X_train = build_features_from_date_series(ts.reset_index()['Date'])

regression_mdl = LinearRegression()
regression_mdl.fit(X_train.to_numpy(), np.log(ts['Sales']).to_numpy())

# Generate dates for the next 12 monthly forecast horizons
test_horizon_dates = pd.Series(pd.date_range(start = X_train.index.max() + pd.DateOffset(months = 1), freq = 'ME', periods = 12))

X_test = build_features_from_date_series(test_horizon_dates, trend_offset = len(X_train))

regression_pred = np.exp(regression_mdl.predict(X_test.to_numpy())) 


### <a id="comparing-model-forecasts">Comparing each model's 12-month forecast</a>

After calculating each model's forecast for the next 12-months we can see they have captured different characteristics of the time series:
- The ETS, ARIMA and regression models all forecasted an upward trend.
- The random walk, ETS and regression models all forecasted the end of year seasonality.
- The ETS and regression models forecasted the increasing seasonality at the end of the year.

The forecasts from the ARIMA model don't appear to be very sensible; they began at a point that was highly influenced by the end of year seasonality and the subsequent forecasts continued to rise from there.



In [163]:
mdl_12month_pred = {
    'Random Walk': list(random_walk_pred),
    'ETS': list(ets_pred),
    'ARIMA': list(arima_pred),
    'Regression': list(regression_pred)
}

mdl_12month_pred = pd.DataFrame(mdl_12month_pred, index = test_horizon_dates)
mdl_12month_pred_long = pd.melt(
    mdl_12month_pred.reset_index(),
    id_vars = 'Date',
    value_vars = mdl_12month_pred.columns,
    var_name = 'Model',
    value_name = 'Sales'
).set_index('Date')

alt.Chart(ts.reset_index()).mark_line().encode(
    x = alt.X('Date', timeUnit = 'yearmonth'),
    y = 'Sales'
) + alt.Chart(mdl_12month_pred_long.reset_index()).mark_line().encode(
    x = alt.X('Date', timeUnit = 'yearmonth'),
    y = 'Sales',
    color = 'Model'
).properties(
    title = "Actual sales with 12-month forecast for each proposed model"
)

### <a id="model-cross-validation">Model cross validation</a>

ETS models with a seasonal component require at least two years of data for model fitting, so the ETS model could not be validated.
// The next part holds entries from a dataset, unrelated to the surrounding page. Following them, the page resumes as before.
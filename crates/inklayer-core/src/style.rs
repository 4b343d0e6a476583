//! Brush modes and stroke colors.

use peniko::Color;
use serde::{Deserialize, Serialize};
use std::fmt;
use std::str::FromStr;

/// How a stroke affects its author's layer.
#[derive(Debug, Clone, Copy, PartialEq, Eq, Hash, Default, Serialize, Deserialize)]
#[serde(rename_all = "lowercase")]
pub enum StrokeMode {
    /// Paint the stroke color over existing pixels (source-over).
    #[default]
    Brush,
    /// Remove existing pixels along the path (destination-out).
    Eraser,
}

impl StrokeMode {
    /// Toggle between brush and eraser.
    pub fn toggle(self) -> Self {
        match self {
            StrokeMode::Brush => StrokeMode::Eraser,
            StrokeMode::Eraser => StrokeMode::Brush,
        }
    }
}

/// RGBA8 stroke color, serialized as a CSS hex string.
#[derive(Debug, Clone, Copy, PartialEq, Eq, Hash, Serialize, Deserialize)]
#[serde(try_from = "String", into = "String")]
pub struct StrokeColor {
    pub r: u8,
    pub g: u8,
    pub b: u8,
    pub a: u8,
}

impl StrokeColor {
    pub const fn new(r: u8, g: u8, b: u8, a: u8) -> Self {
        Self { r, g, b, a }
    }

    pub const fn black() -> Self {
        Self::new(0, 0, 0, 255)
    }

    pub const fn white() -> Self {
        Self::new(255, 255, 255, 255)
    }

    /// Parse any CSS color (`#rgb`, `#rrggbb`, `#rrggbbaa`, `rgb(...)`, named colors).
    pub fn parse(css: &str) -> Option<Self> {
        let parsed = peniko::color::parse_color(css.trim()).ok()?;
        Some(Self::from(parsed.to_alpha_color::<peniko::color::Srgb>()))
    }

    /// Hex form, `#rrggbb` when opaque and `#rrggbbaa` otherwise.
    pub fn to_hex(&self) -> String {
        if self.a == 255 {
            format!("#{:02x}{:02x}{:02x}", self.r, self.g, self.b)
        } else {
            format!("#{:02x}{:02x}{:02x}{:02x}", self.r, self.g, self.b, self.a)
        }
    }

    /// Pixel value for raster operations.
    pub fn to_rgba(&self) -> image::Rgba<u8> {
        image::Rgba([self.r, self.g, self.b, self.a])
    }
}

impl Default for StrokeColor {
    fn default() -> Self {
        Self::black()
    }
}

impl From<Color> for StrokeColor {
    fn from(color: Color) -> Self {
        let rgba = color.to_rgba8();
        Self::new(rgba.r, rgba.g, rgba.b, rgba.a)
    }
}

impl From<StrokeColor> for Color {
    fn from(color: StrokeColor) -> Self {
        Color::from_rgba8(color.r, color.g, color.b, color.a)
    }
}

impl fmt::Display for StrokeColor {
    fn fmt(&self, f: &mut fmt::Formatter<'_>) -> fmt::Result {
        f.write_str(&self.to_hex())
    }
}

impl FromStr for StrokeColor {
    type Err = String;

    fn from_str(s: &str) -> Result<Self, Self::Err> {
        Self::parse(s).ok_or_else(|| format!("Invalid color: {}", s))
    }
}

impl TryFrom<String> for StrokeColor {
    type Error = String;

    fn try_from(value: String) -> Result<Self, Self::Error> {
        value.parse()
    }
}

impl From<StrokeColor> for String {
    fn from(color: StrokeColor) -> Self {
        color.to_hex()
    }
}

#[cfg(test)]
mod tests {
    use super::*;

    #[test]
    fn test_parse_hex_forms() {
        assert_eq!(StrokeColor::parse("#000000"), Some(StrokeColor::black()));
        assert_eq!(StrokeColor::parse("#fff"), Some(StrokeColor::white()));
        assert_eq!(
            StrokeColor::parse("#ff000080"),
            Some(StrokeColor::new(255, 0, 0, 128))
        );
    }

    #[test]
    fn test_parse_named_color() {
        assert_eq!(StrokeColor::parse("black"), Some(StrokeColor::black()));
    }

    #[test]
    fn test_parse_invalid() {
        assert!(StrokeColor::parse("not-a-color").is_none());
        assert!("#12".parse::<StrokeColor>().is_err());
    }

    #[test]
    fn test_hex_output() {
        assert_eq!(StrokeColor::new(255, 0, 16, 255).to_hex(), "#ff0010");
        assert_eq!(StrokeColor::new(0, 0, 0, 0).to_hex(), "#00000000");
    }

    #[test]
    fn test_serde_as_string() {
        let json = serde_json::to_string(&StrokeColor::new(0, 128, 255, 255)).unwrap();
        assert_eq!(json, "\"#0080ff\"");
        let back: StrokeColor = serde_json::from_str(&json).unwrap();
        assert_eq!(back, StrokeColor::new(0, 128, 255, 255));
    }

    #[test]
    fn test_mode_serde() {
        assert_eq!(serde_json::to_string(&StrokeMode::Eraser).unwrap(), "\"eraser\"");
        assert_eq!(StrokeMode::Brush.toggle(), StrokeMode::Eraser);
    }
}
The forecasts produced by the ARIMA model also didn't seem very realistic so the ARIMA model was also excluded. This left the random walk and the regression models.

The chosen cross validation procedure is conceptually similar to K-Fold cross validation, while being more suitable for time series data. The train/test split for each fold has been outlined in the figure below. The grey dots indicate the months used for training, and the orange dots indicate test months. The testing was performed on the second forecast horizon (a gap of 1-month was left between training and testing for extra confidence in the training coefficients of the trend line). 



In [167]:
mdl_cv_train_dates = []
mdl_cv_pred_dates = []
mdl_cv_pred = {'Random Walk': [], 'Regression': []}

# Conduct cross validation
# Train random walk and regression models and store the forecast for the test set across 12 splits
# At each split the training set grows by 1 month and testing is always performed on a single month
# The test set is the month following the month that was tested in the previous split

test_horizon = 2 # Number of steps ahead the validation forecast horizon will be
folds = TimeSeriesSplit(n_splits = 12, test_size = 1, gap = test_horizon - 1)
for (i, j) in folds.split(ts):
    ts_cv = ts.iloc[i]
    horizon_date = ts.iloc[j].index

    # Random Walk
    random_walk_mdl_cv = SeasonalNaive(season_length = 12)
    random_walk_mdl_cv.fit(ts_cv['Sales'])
    random_walk_pred_cv = random_walk_mdl_cv.predict(h = test_horizon)['mean'][-1] # Only need the last prediction

    # Regression
    X_train_cv = build_features_from_date_series(ts_cv.reset_index()['Date'])
    regression_mdl_cv = LinearRegression()
    regression_mdl_cv.fit(X_train_cv.to_numpy(), np.log(ts_cv['Sales']).to_numpy())
    X_test_cv = build_features_from_date_series(pd.Series(horizon_date), trend_offset = len(X_train_cv))
    regression_pred_cv = np.exp(regression_mdl_cv.predict(X_test_cv.to_numpy())[0])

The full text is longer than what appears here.